WORK ORDER:
Repeat the data below in full and exactly.

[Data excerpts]
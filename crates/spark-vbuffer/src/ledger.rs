//! 追加账本：每次追加一条记录，按“待排出 / 已保留”两条 FIFO 队列组织。
//!
//! - `pending`：已追加、尚未排出的记录，队首即下一次 `drain` 的目标；
//! - `retained`：已排出但被只读标记钉住的记录，等待回收扫描释放其边界与数据块。
//!
//! 记录与其推送边界一一对应：边界块上的 [`EntryId`] 指回记录，记录中的
//! `boundary` 指向边界块。

use std::collections::{TryReserveError, VecDeque};

use crate::chunk::ChunkId;

/// 账本记录标识，在单个流内单调递增。
#[derive(Clone, Copy, Debug, Eq, Hash, Ord, PartialEq, PartialOrd)]
pub struct EntryId(u64);

impl EntryId {
    pub fn get(self) -> u64 {
        self.0
    }
}

#[derive(Debug)]
pub(crate) struct LedgerEntry<T> {
    pub(crate) id: EntryId,
    pub(crate) boundary: ChunkId,
    pub(crate) tag: Option<T>,
}

#[derive(Debug)]
pub(crate) struct Ledger<T> {
    pending: VecDeque<LedgerEntry<T>>,
    retained: VecDeque<LedgerEntry<T>>,
    next_id: u64,
}

impl<T> Ledger<T> {
    pub(crate) fn with_capacity(capacity: usize) -> Self {
        Self {
            pending: VecDeque::with_capacity(capacity),
            retained: VecDeque::new(),
            next_id: 1,
        }
    }

    /// 下一条记录将使用的标识；仅在 [`Ledger::push_pending`] 成功后才被消耗。
    pub(crate) fn peek_id(&self) -> EntryId {
        EntryId(self.next_id)
    }

    /// 预留一条待排出记录的空间，保证随后的 `push_pending` 不再分配。
    pub(crate) fn try_reserve_pending(&mut self) -> Result<(), TryReserveError> {
        self.pending.try_reserve(1)
    }

    pub(crate) fn push_pending(&mut self, boundary: ChunkId, tag: T) -> EntryId {
        let id = self.peek_id();
        self.next_id += 1;
        self.pending.push_back(LedgerEntry {
            id,
            boundary,
            tag: Some(tag),
        });
        id
    }

    pub(crate) fn oldest_pending(&self) -> Option<&LedgerEntry<T>> {
        self.pending.front()
    }

    pub(crate) fn pop_pending(&mut self) -> Option<LedgerEntry<T>> {
        self.pending.pop_front()
    }

    /// 将已排出但仍被钉住的记录移入保留队列。
    pub(crate) fn retain(&mut self, entry: LedgerEntry<T>) {
        debug_assert!(entry.tag.is_none());
        self.retained.push_back(entry);
    }

    pub(crate) fn oldest_retained(&self) -> Option<&LedgerEntry<T>> {
        self.retained.front()
    }

    pub(crate) fn newest_retained(&self) -> Option<&LedgerEntry<T>> {
        self.retained.back()
    }

    pub(crate) fn pop_retained(&mut self) -> Option<LedgerEntry<T>> {
        self.retained.pop_front()
    }

    pub(crate) fn pending_len(&self) -> usize {
        self.pending.len()
    }

    pub(crate) fn retained_len(&self) -> usize {
        self.retained.len()
    }

    /// 取出所有仍由账本持有的标签，用于流销毁时交给标签回收回调。
    pub(crate) fn take_tags(&mut self) -> Vec<T> {
        self.pending
            .drain(..)
            .chain(self.retained.drain(..))
            .filter_map(|entry| entry.tag)
            .collect()
    }
}
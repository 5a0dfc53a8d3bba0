#![no_main]

use std::collections::VecDeque;

use arbitrary::Arbitrary;
use libfuzzer_sys::fuzz_target;
use spark_vbuffer::{Blocked, Mark, MarkMode, StreamConfig, StreamError, VBuffer, VBufferStream};

/// Fuzz 指令：描述一次流操作序列。
///
/// - **Why**：追加、排出、标记放置与移除的交错顺序决定了保留区与回收扫描的路径，
///   本结构枚举这些动作，让 Fuzzer 穷举组合；
/// - **What**：在任意指令流下，`drain` 必须按追加顺序交付原样字节，且不得返回
///   `LogicViolation` 或 panic。
#[derive(Debug, Arbitrary)]
struct StreamCase {
    budget: Option<u8>,
    ops: Vec<StreamOp>,
}

#[derive(Debug, Arbitrary)]
enum StreamOp {
    /// 追加若干区间。
    Append { ranges: Vec<Vec<u8>> },
    /// 排出一段。
    Drain,
    /// 在最近一次追加返回的游标后 `offset` 字节处放置标记。
    Mark { offset: u8, read_write: bool },
    /// 移除第 `index` 个仍存在的标记。
    Unmark { index: u8 },
    /// 显式回收。
    Reclaim,
    /// 结束流。
    Finish,
}

fuzz_target!(|case: StreamCase| {
    let config = match case.budget {
        Some(budget) => StreamConfig::default().with_chunk_budget(usize::from(budget) + 1),
        None => StreamConfig::default(),
    };
    let mut stream = VBufferStream::with_config(config);
    let mut model: VecDeque<(Vec<u8>, usize)> = VecDeque::new();
    let mut marks: Vec<Mark> = Vec::new();
    let mut last_cursor = None;
    let mut next_tag = 0usize;

    for op in case.ops {
        match op {
            StreamOp::Append { ranges } => {
                let mut input = VBuffer::new();
                let mut flat = Vec::new();
                for range in ranges {
                    flat.extend_from_slice(&range);
                    input.push_bytes(range);
                }
                match stream.append(&mut input, next_tag) {
                    Ok(cursor) => {
                        last_cursor = Some(cursor);
                        model.push_back((flat, next_tag));
                        next_tag += 1;
                    }
                    Err(rejected) => {
                        assert!(matches!(
                            rejected.error,
                            StreamError::StreamFinished | StreamError::OutOfMemory { .. }
                        ));
                        assert_eq!(rejected.tag, next_tag);
                        assert_eq!(input.to_vec(), flat);
                    }
                }
            }
            StreamOp::Drain => match stream.drain() {
                Ok(drained) => match drained.blocked() {
                    Some(Blocked::Empty) => assert!(model.is_empty()),
                    Some(Blocked::ReadWriteMark(_)) => assert!(!model.is_empty()),
                    Some(Blocked::SelectBoundary(_)) => unreachable!("未放置选择边界"),
                    None => {
                        let (data, tag) = drained.into_segment().expect("就绪结果携带数据段");
                        let (flat, expected) = model.pop_front().expect("模型中存在待排出段");
                        assert_eq!(tag, expected);
                        assert_eq!(data.to_vec(), flat);
                    }
                },
                Err(err) => panic!("drain failed: {err}"),
            },
            StreamOp::Mark { offset, read_write } => {
                if let Some(cursor) = last_cursor {
                    let mode = if read_write {
                        MarkMode::ReadWrite
                    } else {
                        MarkMode::ReadOnly
                    };
                    if let Ok(mark) = stream.place_mark(cursor.advanced(usize::from(offset)), mode) {
                        marks.push(mark);
                    }
                }
            }
            StreamOp::Unmark { index } => {
                if !marks.is_empty() {
                    let mark = marks.remove(usize::from(index) % marks.len());
                    stream.remove_mark(mark).expect("标记从不被回收");
                }
            }
            StreamOp::Reclaim => {
                stream.reclaim().expect("回收扫描不应失败");
            }
            StreamOp::Finish => stream.finish(),
        }
    }
});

EXERCISE ANSWER:
filename crates/spark-vbuffer/src/ledger.rs
//! 追加账本：每次追加一条记录，按“待排出 / 已保留”两条 FIFO 队列组织。
//!
//! - `pending`：已追加、尚未排出的记录，队首即下一次 `drain` 的目标；
//! - `retained`：已排出但被只读标记钉住的记录，等待回收扫描释放其边界与数据块。
//!
//! 记录与其推送边界一一对应：边界块上的 [`EntryId`] 指回记录，记录中的
//! `boundary` 指向边界块。

use std::collections::{TryReserveError, VecDeque};

use crate::chunk::ChunkId;

/// 账本记录标识，在单个流内单调递增。
#[derive(Clone, Copy, Debug, Eq, Hash, Ord, PartialEq, PartialOrd)]
pub struct EntryId(u64);

impl EntryId {
    pub fn get(self) -> u64 {
        self.0
    }
}

#[derive(Debug)]
pub(crate) struct LedgerEntry<T> {
    pub(crate) id: EntryId,
    pub(crate) boundary: ChunkId,
    pub(crate) tag: Option<T>,
}

#[derive(Debug)]
pub(crate) struct Ledger<T> {
    pending: VecDeque<LedgerEntry<T>>,
    retained: VecDeque<LedgerEntry<T>>,
    next_id: u64,
}

impl<T> Ledger<T> {
    pub(crate) fn with_capacity(capacity: usize) -> Self {
        Self {
            pending: VecDeque::with_capacity(capacity),
            retained: VecDeque::new(),
            next_id: 1,
        }
    }

    /// 下一条记录将使用的标识；仅在 [`Ledger::push_pending`] 成功后才被消耗。
    pub(crate) fn peek_id(&self) -> EntryId {
        EntryId(self.next_id)
    }

    /// 预留一条待排出记录的空间，保证随后的 `push_pending` 不再分配。
    pub(crate) fn try_reserve_pending(&mut self) -> Result<(), TryReserveError> {
        self.pending.try_reserve(1)
    }

    pub(crate) fn push_pending(&mut self, boundary: ChunkId, tag: T) -> EntryId {
        let id = self.peek_id();
        self.next_id += 1;
        self.pending.push_back(LedgerEntry {
            id,
            boundary,
            tag: Some(tag),
        });
        id
    }

    pub(crate) fn oldest_pending(&self) -> Option<&LedgerEntry<T>> {
        self.pending.front()
    }

    pub(crate) fn pop_pending(&mut self) -> Option<LedgerEntry<T>> {
        self.pending.pop_front()
    }

    /// 将已排出但仍被钉住的记录移入保留队列。
    pub(crate) fn retain(&mut self, entry: LedgerEntry<T>) {
        debug_assert!(entry.tag.is_none());
        self.retained.push_back(entry);
    }

    pub(crate) fn oldest_retained(&self) -> Option<&LedgerEntry<T>> {
        self.retained.front()
    }

    pub(crate) fn newest_retained(&self) -> Option<&LedgerEntry<T>> {
        self.retained.back()
    }

    pub(crate) fn pop_retained(&mut self) -> Option<LedgerEntry<T>> {
        self.retained.pop_front()
    }

    pub(crate) fn pending_len(&self) -> usize {
        self.pending.len()
    }

    pub(crate) fn retained_len(&self) -> usize {
        self.retained.len()
    }

    /// 取出所有仍由账本持有的标签，用于流销毁时交给标签回收回调。
    pub(crate) fn take_tags(&mut self) -> Vec<T> {
        self.pending
            .drain(..)
            .chain(self.retained.drain(..))
            .filter_map(|entry| entry.tag)
            .collect()
    }
}
repository 5a0dfc53a8d3bba0
#![no_main]

use std::collections::VecDeque;

use arbitrary::Arbitrary;
use libfuzzer_sys::fuzz_target;
use spark_vbuffer::{Blocked, Mark, MarkMode, StreamConfig, StreamError, VBuffer, VBufferStream};

/// Fuzz 指令：描述一次流操作序列。
///
/// - **Why**：追加、排出、标记放置与移除的交错顺序决定了保留区与回收扫描的路径，
///   本结构枚举这些动作，让 Fuzzer 穷举组合；
/// - **What**：在任意指令流下，`drain` 必须按追加顺序交付原样字节，且不得返回
///   `LogicViolation` 或 panic。
#[derive(Debug, Arbitrary)]
struct StreamCase {
    budget: Option<u8>,
    ops: Vec<StreamOp>,
}

#[derive(Debug, Arbitrary)]
enum StreamOp {
    /// 追加若干区间。
    Append { ranges: Vec<Vec<u8>> },
    /// 排出一段。
    Drain,
    /// 在最近一次追加返回的游标后 `offset` 字节处放置标记。
    Mark { offset: u8, read_write: bool },
    /// 移除第 `index` 个仍存在的标记。
    Unmark { index: u8 },
    /// 显式回收。
    Reclaim,
    /// 结束流。
    Finish,
}

fuzz_target!(|case: StreamCase| {
    let config = match case.budget {
        Some(budget) => StreamConfig::default().with_chunk_budget(usize::from(budget) + 1),
        None => StreamConfig::default(),
    };
    let mut stream = VBufferStream::with_config(config);
    let mut model: VecDeque<(Vec<u8>, usize)> = VecDeque::new();
    let mut marks: Vec<Mark> = Vec::new();
    let mut last_cursor = None;
    let mut next_tag = 0usize;

    for op in case.ops {
        match op {
            StreamOp::Append { ranges } => {
                let mut input = VBuffer::new();
                let mut flat = Vec::new();
                for range in ranges {
                    flat.extend_from_slice(&range);
                    input.push_bytes(range);
                }
                match stream.append(&mut input, next_tag) {
                    Ok(cursor) => {
                        last_cursor = Some(cursor);
                        model.push_back((flat, next_tag));
                        next_tag += 1;
                    }
                    Err(rejected) => {
                        assert!(matches!(
                            rejected.error,
                            StreamError::StreamFinished | StreamError::OutOfMemory { .. }
                        ));
                        assert_eq!(rejected.tag, next_tag);
                        assert_eq!(input.to_vec(), flat);
                    }
                }
            }
            StreamOp::Drain => match stream.drain() {
                Ok(drained) => match drained.blocked() {
                    Some(Blocked::Empty) => assert!(model.is_empty()),
                    Some(Blocked::ReadWriteMark(_)) => assert!(!model.is_empty()),
                    Some(Blocked::SelectBoundary(_)) => unreachable!("未放置选择边界"),
                    None => {
                        let (data, tag) = drained.into_segment().expect("就绪结果携带数据段");
                        let (flat, expected) = model.pop_front().expect("模型中存在待排出段");
                        assert_eq!(tag, expected);
                        assert_eq!(data.to_vec(), flat);
                    }
                },
                Err(err) => panic!("drain failed: {err}"),
            },
            StreamOp::Mark { offset, read_write } => {
                if let Some(cursor) = last_cursor {
                    let mode = if read_write {
                        MarkMode::ReadWrite
                    } else {
                        MarkMode::ReadOnly
                    };
                    if let Ok(mark) = stream.place_mark(cursor.advanced(usize::from(offset)), mode) {
                        marks.push(mark);
                    }
                }
            }
            StreamOp::Unmark { index } => {
                if !marks.is_empty() {
                    let mark = marks.remove(usize::from(index) % marks.len());
                    stream.remove_mark(mark).expect("标记从不被回收");
                }
            }
            StreamOp::Reclaim => {
                stream.reclaim().expect("回收扫描不应失败");
            }
            StreamOp::Finish => stream.finish(),
        }
    }
});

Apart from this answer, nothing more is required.